House Republicans on Monday night revealed their much-anticipated bill to repeal and replace the Affordable Care Act.
The bill, called the "American Health Care Act" was posted by both the House Ways and Means and Energy and Commerce Committees.
Both committees will hold markups for the bill on Wednesday morning, launching several weeks, if not months of intense debate over the cornerstone of the GOP's platform.
The bill removes the individual and employer mandates laid out in the Affordable Care Act and provide healthcare subsidies based on age instead of income. However, those subsidies would phase out for people who earn $75,000 or more annually.
Earlier drafts of the bill provided tax credits based on age regardless of income, meaning someone like Donald Trump would get the same health tax credit as another 70-year-old who is not a billionaire.
The 123-page bill would prohibit insurers from denying coverage or raising rates for patients with pre-existing conditions and it would allow young adults to stay on their parents' insurance until they are 26.
The House bill expands health savings accounts and ends Obama's Medicaid expansion for low-income individuals in 2020.
Instead, the bill would reform the Medicaid program so states would get fixed federal funding based on enrollment and costs. In return, state governments would get more flexibility to run the program.
The bill also includes language that defunds Planned Parenthood and other abortion providers for a year.
That provision in particular will make the bill a difficult sell in the Senate. Earlier on Monday, four Senate Democrats said they would not support the bill because they said they believe it would leave millions of Americans uninsured, the Washington Post reported.
If the Senate loses three GOP votes and Democrats don't have any defectors, the bill will not pass.

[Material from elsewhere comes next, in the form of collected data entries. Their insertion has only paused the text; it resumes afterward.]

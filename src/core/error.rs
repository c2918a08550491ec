use std::fmt;
use std::ops::Range;

#[derive(Debug, Clone, Copy, PartialEq, Eq)]
pub enum ErrorKind {
    QuerySyntax,
    InvalidInput,
}

#[derive(Debug)]
pub struct Error {
    pub kind: ErrorKind,
    pub context: String,
}

impl Error {
    pub fn new(kind: ErrorKind, context: String) -> Self {
        Error { kind, context }
    }

    /// Malformed query expression, pointing at the offending byte span.
    pub fn query_syntax(span: Range<usize>, message: &str) -> Self {
        Error {
            kind: ErrorKind::QuerySyntax,
            context: format!("{} at {}..{}", message, span.start, span.end),
        }
    }
}

impl fmt::Display for Error {
    fn fmt(&self, f: &mut fmt::Formatter) -> fmt::Result {
        write!(f, "{:?}: {}", self.kind, self.context)
    }
}

impl std::error::Error for Error {}

pub type Result<T> = std::result::Result<T, Error>;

"The American Health Care Act is a plan to drive down costs, encourage competition, and give every American access to quality, affordable health insurance. It protects young adults, patients with pre-existing conditions, and provides a stable transition so that no one has the rug pulled out from under them," House Speaker Paul Ryan, the driving force behind the bill, said in a statement.
It is not clear yet how much the plan will cost or how many people will gain or lose health coverage.